O Conselho Nacional de Justiça (CNJ) divulgou, no último dia 27, balanço do programa Justiça Plena, que monitora e dá transparência ao andamento de processos de grande repercussão social. O Conselho Nacional do Ministério Público (CNMP) é parceiro na iniciativa e atua indicando investigações que serão alvo do programa. Segundo dados divulgados, dos 108 processos monitorados em pouco mais de um ano, 13 já foram concluídos. Do total, 21 foram indicados pelo CNMP.

A corregedora nacional de Justiça, a ministra Eliana Calmon, destacou a condenação do ex-deputado Talvane Albuquerque, réu no julgamento do assassinato da deputada federal de Alagoas Ceci Cunha. Albuquerque era suplente da parlamentar e assumiu o cargo com a morte da deputada. O processo estava emperrado na Justiça desde 1998.
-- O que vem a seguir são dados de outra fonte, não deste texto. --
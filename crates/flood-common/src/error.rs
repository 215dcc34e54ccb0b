//! Error types for the flood overlay viewer.

use thiserror::Error;

use crate::crs::CrsParseError;
use crate::time::TimeCodecError;

/// Result type alias using ViewerError.
pub type ViewerResult<T> = Result<T, ViewerError>;

/// Primary error type for viewer operations.
///
/// None of these are fatal to a running session: callers report them and
/// keep the viewer interactive.
#[derive(Debug, Error)]
pub enum ViewerError {
    // === Configuration Errors ===
    #[error("Failed to read config file '{path}': {message}")]
    ConfigRead { path: String, message: String },

    #[error("Invalid config: {0}")]
    InvalidConfig(String),

    // === Selection Errors ===
    #[error("Time step {step} is outside 1..={max}")]
    InvalidTimeStep { step: u32, max: u32 },

    #[error("Invalid time value: {0}")]
    InvalidTime(#[from] TimeCodecError),

    #[error("Invalid CRS: {0}")]
    InvalidCrs(#[from] CrsParseError),
}

impl From<serde_yaml::Error> for ViewerError {
    fn from(err: serde_yaml::Error) -> Self {
        ViewerError::InvalidConfig(format!("YAML error: {}", err))
    }
}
Em janeiro deste ano, 14 anos depois, o ex-deputado Talvane Albuquerque foi condenado pela Justiça Federal de Alagoas a 103 anos e quatro meses de prisão, além do pagamento de R$ 100 mil de indenização aos filhos da vítima. “Resolver este caso que nos deixou com mais satisfação porque foi o mais difícil e também o que mais nos emocionou, pois foi trazido pelo filho da pessoa chacinada. Ele tinha 13 anos e esperou tanto que se tornou um adulto, se formou em direito, para desta forma, chegar à corte internacional e pedir uma satisfação do Brasil a um processo que não andava”, disse a corregedora.
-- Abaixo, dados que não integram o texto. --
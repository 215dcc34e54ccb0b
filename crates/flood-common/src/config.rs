//! Static viewer configuration.
//!
//! Loaded once at startup from YAML, or taken from [`ViewerConfig::default`]
//! which mirrors the Mahanadi dam-release deployment.

use std::path::Path;

use serde::{Deserialize, Serialize};
use tracing::{debug, info};

use crate::bbox::{BoundingBox, Extent};
use crate::crs::CrsCode;
use crate::error::{ViewerError, ViewerResult};
use crate::time::MAX_TIME_STEP;

/// Root configuration.
#[derive(Debug, Clone, PartialEq, Serialize, Deserialize)]
pub struct ViewerConfig {
    /// Server root, e.g. "http://localhost:8080/geoserver"
    pub base_url: String,
    /// Server workspace holding the simulation layers
    pub workspace: String,
    #[serde(default)]
    pub credentials: Credentials,
    pub max_depth_layer: LayerConfig,
    pub timeseries_layer: TimeSeriesLayerConfig,
    #[serde(default)]
    pub discovery: DiscoveryConfig,
    #[serde(default)]
    pub viewport: Viewport,
}

/// One static layer: server name, title and display extent.
#[derive(Debug, Clone, PartialEq, Serialize, Deserialize)]
pub struct LayerConfig {
    pub name: String,
    #[serde(default)]
    pub title: String,
    pub bbox: BoundingBox,
    pub projection: CrsCode,
}

impl LayerConfig {
    pub fn extent(&self) -> Extent {
        Extent::new(self.bbox, self.projection)
    }
}

/// The time-series layer adds the number of published steps.
#[derive(Debug, Clone, PartialEq, Serialize, Deserialize)]
pub struct TimeSeriesLayerConfig {
    #[serde(flatten)]
    pub layer: LayerConfig,
    pub time_steps: u32,
}

/// Basic-auth credentials passed to both collaborators.
#[derive(Debug, Clone, PartialEq, Eq, Serialize, Deserialize)]
pub struct Credentials {
    pub username: String,
    pub password: String,
}

impl Default for Credentials {
    fn default() -> Self {
        Self {
            username: "admin".to_string(),
            password: "geoserver".to_string(),
        }
    }
}

/// Where the layer catalog comes from.
#[derive(Debug, Clone, Copy, Default, PartialEq, Eq, Serialize, Deserialize)]
#[serde(rename_all = "snake_case")]
pub enum DiscoveryKind {
    /// Coverage stores listed through the REST API
    #[default]
    Rest,
    /// Layer names from the workspace WMS GetCapabilities document
    Capabilities,
}

#[derive(Debug, Clone, Default, PartialEq, Eq, Serialize, Deserialize)]
pub struct DiscoveryConfig {
    #[serde(default)]
    pub kind: DiscoveryKind,
}

/// Pixel size of the rendered overlay image.
#[derive(Debug, Clone, Copy, PartialEq, Eq, Serialize, Deserialize)]
pub struct Viewport {
    pub width: u32,
    pub height: u32,
}

impl Default for Viewport {
    fn default() -> Self {
        Self {
            width: 768,
            height: 512,
        }
    }
}

impl Default for ViewerConfig {
    fn default() -> Self {
        let bbox = BoundingBox::new(392635.0, 2248090.0, 417935.0, 2263390.0);
        let projection = CrsCode::UtmNorth(45);

        Self {
            base_url: "http://localhost:8080/geoserver".to_string(),
            workspace: "anuga".to_string(),
            credentials: Credentials::default(),
            max_depth_layer: LayerConfig {
                name: "mahanadi_dam_release_max_depth".to_string(),
                title: "Max Depth".to_string(),
                bbox,
                projection,
            },
            timeseries_layer: TimeSeriesLayerConfig {
                layer: LayerConfig {
                    name: "timeseries".to_string(),
                    title: "Time Series".to_string(),
                    bbox,
                    projection,
                },
                time_steps: 25,
            },
            discovery: DiscoveryConfig::default(),
            viewport: Viewport::default(),
        }
    }
}

impl ViewerConfig {
    /// Load configuration from a YAML file and validate it.
    pub fn from_file(path: impl AsRef<Path>) -> ViewerResult<Self> {
        let path = path.as_ref();
        let content = std::fs::read_to_string(path).map_err(|e| ViewerError::ConfigRead {
            path: path.display().to_string(),
            message: e.to_string(),
        })?;
        let config = Self::from_yaml(&content)?;
        info!(path = %path.display(), workspace = %config.workspace, "Loaded viewer config");
        Ok(config)
    }

    /// Parse configuration from a YAML string and validate it.
    pub fn from_yaml(content: &str) -> ViewerResult<Self> {
        let config: ViewerConfig = serde_yaml::from_str(content)?;
        config.validate()?;
        Ok(config)
    }

    /// Validate configuration.
    pub fn validate(&self) -> ViewerResult<()> {
        if self.base_url.trim().is_empty() {
            return Err(ViewerError::InvalidConfig("base_url must not be empty".into()));
        }
        if self.workspace.trim().is_empty() {
            return Err(ViewerError::InvalidConfig("workspace must not be empty".into()));
        }

        for (key, layer) in [
            ("max_depth_layer", &self.max_depth_layer),
            ("timeseries_layer", &self.timeseries_layer.layer),
        ] {
            if layer.name.trim().is_empty() {
                return Err(ViewerError::InvalidConfig(format!(
                    "{}.name must not be empty",
                    key
                )));
            }
            if !layer.bbox.is_valid() {
                return Err(ViewerError::InvalidConfig(format!(
                    "{}.bbox must satisfy min < max on both axes, got {:?}",
                    key,
                    <[f64; 4]>::from(layer.bbox)
                )));
            }
        }

        let steps = self.timeseries_layer.time_steps;
        if !(1..=MAX_TIME_STEP).contains(&steps) {
            return Err(ViewerError::InvalidConfig(format!(
                "timeseries_layer.time_steps must be within 1..={}, got {}",
                MAX_TIME_STEP, steps
            )));
        }

        if self.viewport.width == 0 || self.viewport.height == 0 {
            return Err(ViewerError::InvalidConfig(
                "viewport width and height must be > 0".into(),
            ));
        }

        debug!(time_steps = steps, "Config validated");
        Ok(())
    }

    /// Server root without a trailing slash.
    pub fn base_url(&self) -> &str {
        self.base_url.trim_end_matches('/')
    }

    /// `{base_url}/{workspace}/wms`, the GetMap endpoint.
    pub fn wms_url(&self) -> String {
        format!("{}/{}/wms", self.base_url(), self.workspace)
    }

    /// Highest selectable time step.
    pub fn max_time_step(&self) -> u32 {
        self.timeseries_layer.time_steps
    }
}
Eliana Calmon destacou também a ação contra os envolvidos no desvio de R$ 169 milhões das obras do fórum do Tribunal Regional do Trabalho (TRT) de São Paulo. Após intervenção, o Superior Tribunal de Justiça (STJ) manteve a condenação dos réus. Entre eles, o ex-senador Luís Estevão e o juiz Nicolau dos Santos Neto. Na área ambiental, a corregedora apontou a recente inclusão de oito ações civis públicas. Nelas, o Ministério Público Federal questiona a construção das usinas hidrelétricas de Belo Monte, no Pará, e o Complexo de Teles Pires, na divisa entre Mato Grosso e o Pará.

O programa

O Programa Justiça Plena monitora e dá transparência ao andamento de processos de grande repercussão social. Lançada pela Corregedoria Nacional de Justiça em novembro de 2010, a iniciativa apoia a gestão dessas causas, relacionadas a questões criminais, ações civis públicas, ações populares, processos em defesa do direito do consumidor e ambientais.
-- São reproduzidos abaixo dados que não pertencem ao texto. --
//! WMS 1.3.0 GetMap request building.
//!
//! The resolver decides *what* to request; this module adds the protocol
//! framing a map client supplies on its own (service, version, CRS, BBOX,
//! image size) and produces the final URL.

use bytes::Bytes;
use flood_common::{BoundingBox, Credentials, Viewport};
use reqwest::header::CONTENT_TYPE;
use reqwest::{Client, Url};
use tracing::{debug, instrument};

use crate::resolver::RequestedOverlay;
use crate::{ClientError, ClientResult};

pub const WMS_VERSION: &str = "1.3.0";

/// A GetMap request ready to be sent.
#[derive(Debug, Clone, PartialEq)]
pub struct GetMapRequest {
    /// `{base_url}/{workspace}/wms`
    pub endpoint: String,
    /// Ordered key/value pairs
    pub params: Vec<(String, String)>,
    pub width: u32,
    pub height: u32,
}

impl GetMapRequest {
    /// Frame a resolved overlay as a GetMap request against `endpoint`.
    ///
    /// The image is sized to fit inside `viewport` while keeping the
    /// extent's aspect ratio.
    pub fn from_overlay(overlay: &RequestedOverlay, endpoint: &str, viewport: Viewport) -> Self {
        let (width, height) = image_size(&overlay.extent.bbox, viewport);

        let mut params: Vec<(String, String)> = vec![
            ("SERVICE".into(), "WMS".into()),
            ("VERSION".into(), WMS_VERSION.into()),
            ("REQUEST".into(), "GetMap".into()),
        ];
        params.extend(
            overlay
                .query_params
                .iter()
                .map(|(k, v)| (k.clone(), v.to_string())),
        );
        params.push(("STYLES".into(), String::new()));
        params.push(("CRS".into(), overlay.extent.crs.to_string()));
        params.push(("BBOX".into(), overlay.extent.wms_bbox()));
        params.push(("WIDTH".into(), width.to_string()));
        params.push(("HEIGHT".into(), height.to_string()));

        Self {
            endpoint: endpoint.to_string(),
            params,
            width,
            height,
        }
    }

    /// Look up a parameter by name.
    pub fn param(&self, key: &str) -> Option<&str> {
        self.params
            .iter()
            .find(|(k, _)| k == key)
            .map(|(_, v)| v.as_str())
    }

    /// Full request URL with percent-encoded query string.
    pub fn url(&self) -> Result<Url, ClientError> {
        Url::parse_with_params(&self.endpoint, &self.params)
            .map_err(|e| ClientError::InvalidUrl(format!("{}: {}", self.endpoint, e)))
    }

    /// Fetch the overlay image.
    ///
    /// The server answers some failures with `200 OK` and an XML exception
    /// report, so the content type must be `image/*` as well.
    #[instrument(skip(self, client, credentials), fields(width = self.width, height = self.height))]
    pub async fn fetch(&self, client: &Client, credentials: &Credentials) -> ClientResult<Bytes> {
        let url = self.url()?;
        let response = client
            .get(url.clone())
            .basic_auth(&credentials.username, Some(&credentials.password))
            .send()
            .await?;

        let status = response.status();
        if !status.is_success() {
            return Err(ClientError::Status {
                url: url.to_string(),
                status: status.as_u16(),
            });
        }

        let content_type = response
            .headers()
            .get(CONTENT_TYPE)
            .and_then(|v| v.to_str().ok())
            .unwrap_or_default()
            .to_string();
        if !content_type.starts_with("image/") {
            return Err(ClientError::NotAnImage {
                url: url.to_string(),
                content_type,
            });
        }

        let body = response.bytes().await?;
        debug!(bytes = body.len(), content_type = %content_type, "Fetched overlay image");
        Ok(body)
    }
}

/// Largest image inside `viewport` with the same aspect ratio as `bbox`.
pub fn image_size(bbox: &BoundingBox, viewport: Viewport) -> (u32, u32) {
    if !bbox.is_valid() {
        return (viewport.width, viewport.height);
    }
    let scale = (viewport.width as f64 / bbox.width()).min(viewport.height as f64 / bbox.height());
    let width = (bbox.width() * scale).round().max(1.0) as u32;
    let height = (bbox.height() * scale).round().max(1.0) as u32;
    (width, height)
}
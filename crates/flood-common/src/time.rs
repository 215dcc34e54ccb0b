//! Synthetic time values for time-series layers.
//!
//! Simulation output is published with one raster per yield step, and the
//! server indexes them by a fake calendar year: step `n` lives at
//! `{n:04}-01-01T00:00:00.000Z`. This module converts between the two.

use chrono::{Datelike, NaiveDateTime};
use serde::{Deserialize, Serialize};
use std::fmt;

/// Highest step the four-digit year field can carry.
pub const MAX_TIME_STEP: u32 = 9999;

const TIME_FORMAT: &str = "%Y-%m-%dT%H:%M:%S%.3fZ";

/// A time-step index in `1..=9999`.
#[derive(Debug, Clone, Copy, PartialEq, Eq, PartialOrd, Ord, Hash, Serialize, Deserialize)]
#[serde(try_from = "u32", into = "u32")]
pub struct TimeStep(u32);

impl TimeStep {
    /// The first step; every mode change resets to it.
    pub const FIRST: TimeStep = TimeStep(1);

    pub fn new(step: u32) -> Result<Self, TimeCodecError> {
        if (1..=MAX_TIME_STEP).contains(&step) {
            Ok(Self(step))
        } else {
            Err(TimeCodecError::OutOfRange(step))
        }
    }

    pub fn get(&self) -> u32 {
        self.0
    }

    /// WMS TIME value for this step.
    pub fn encode(&self) -> String {
        encode(*self)
    }
}

impl Default for TimeStep {
    fn default() -> Self {
        TimeStep::FIRST
    }
}

impl fmt::Display for TimeStep {
    fn fmt(&self, f: &mut fmt::Formatter<'_>) -> fmt::Result {
        write!(f, "{}", self.0)
    }
}

impl TryFrom<u32> for TimeStep {
    type Error = TimeCodecError;

    fn try_from(step: u32) -> Result<Self, Self::Error> {
        TimeStep::new(step)
    }
}

impl From<TimeStep> for u32 {
    fn from(step: TimeStep) -> Self {
        step.0
    }
}

/// Format a step as the timestamp the server expects.
pub fn encode(step: TimeStep) -> String {
    format!("{:04}-01-01T00:00:00.000Z", step.0)
}

/// Parse a timestamp produced by [`encode`] back into its step.
///
/// Anything that is not exactly the canonical encoding of an in-range step
/// is rejected.
pub fn decode(s: &str) -> Result<TimeStep, TimeCodecError> {
    let parsed = NaiveDateTime::parse_from_str(s, TIME_FORMAT)
        .map_err(|_| TimeCodecError::InvalidFormat(s.to_string()))?;

    let year = u32::try_from(parsed.year())
        .map_err(|_| TimeCodecError::InvalidFormat(s.to_string()))?;
    let step = TimeStep::new(year)?;

    if encode(step) != s {
        return Err(TimeCodecError::InvalidFormat(s.to_string()));
    }
    Ok(step)
}

#[derive(Debug, thiserror::Error)]
pub enum TimeCodecError {
    #[error("Time step {0} is outside 1..=9999")]
    OutOfRange(u32),

    #[error("Invalid time format: {0}")]
    InvalidFormat(String),
}
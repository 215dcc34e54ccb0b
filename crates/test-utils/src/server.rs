//! In-process HTTP servers standing in for the map server.

use std::net::SocketAddr;

use axum::Router;
use tokio::net::TcpListener;

/// Serve `router` on an ephemeral local port, returning its address.
pub async fn serve(router: Router) -> SocketAddr {
    let listener = TcpListener::bind("127.0.0.1:0")
        .await
        .expect("bind test listener");
    let addr = listener.local_addr().expect("listener address");
    tokio::spawn(async move {
        axum::serve(listener, router).await.expect("test server");
    });
    addr
}

/// An address nothing is listening on.
pub async fn unreachable_addr() -> SocketAddr {
    let listener = TcpListener::bind("127.0.0.1:0")
        .await
        .expect("bind test listener");
    listener.local_addr().expect("listener address")
}

/// `http://{addr}/geoserver`, the base URL of a served router.
pub fn base_url(addr: SocketAddr) -> String {
    format!("http://{}/geoserver", addr)
}
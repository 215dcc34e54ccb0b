//! Spherical Web Mercator (EPSG:3857).

use std::f64::consts::PI;

/// WebMercator sphere radius
const R_MAJOR: f64 = 6378137.0;
/// Latitude limit of the square Web Mercator world
pub const MAX_LAT: f64 = 85.05112877980659;

/// from longitude, latitude (degrees) → Web Mercator (x, y in meters)
pub fn lon_lat_to_mercator(lon: f64, lat: f64) -> (f64, f64) {
    // clamp latitude into Mercator's valid range
    let clamped_lat = lat.clamp(-MAX_LAT, MAX_LAT);

    let x = lon * R_MAJOR * PI / 180.0;
    let lat_rad = clamped_lat * PI / 180.0;
    let y = R_MAJOR * ((PI / 4.0 + lat_rad / 2.0).tan().ln());
    (x, y)
}

/// from Web Mercator (x, y in meters) → longitude, latitude (degrees)
pub fn mercator_to_lon_lat(x: f64, y: f64) -> (f64, f64) {
    let lon = x / (R_MAJOR * PI / 180.0);
    let lat_rad = 2.0 * ((y / R_MAJOR).exp().atan()) - PI / 2.0;
    let lat = lat_rad * 180.0 / PI;
    (lon, lat)
}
Entre coordenadores e participantes, o Justiça Plena tem oito protagonistas: o Conselho Nacional de Justiça (CNJ), o Conselho Nacional do Ministério Público (CNMP), o Ministério da Justiça (MJ), a Advocacia-Geral da União (AGU), a Secretaria de Direitos Humanos (SDH), a Ordem dos Advogados do Brasil (OAB), a Defensoria Pública da União e dos Estados e a Procuradoria Federal dos Direitos do Cidadão (PFDC). Inicialmente, os realizadores do projeto definiram como meta acompanhar 200 processos.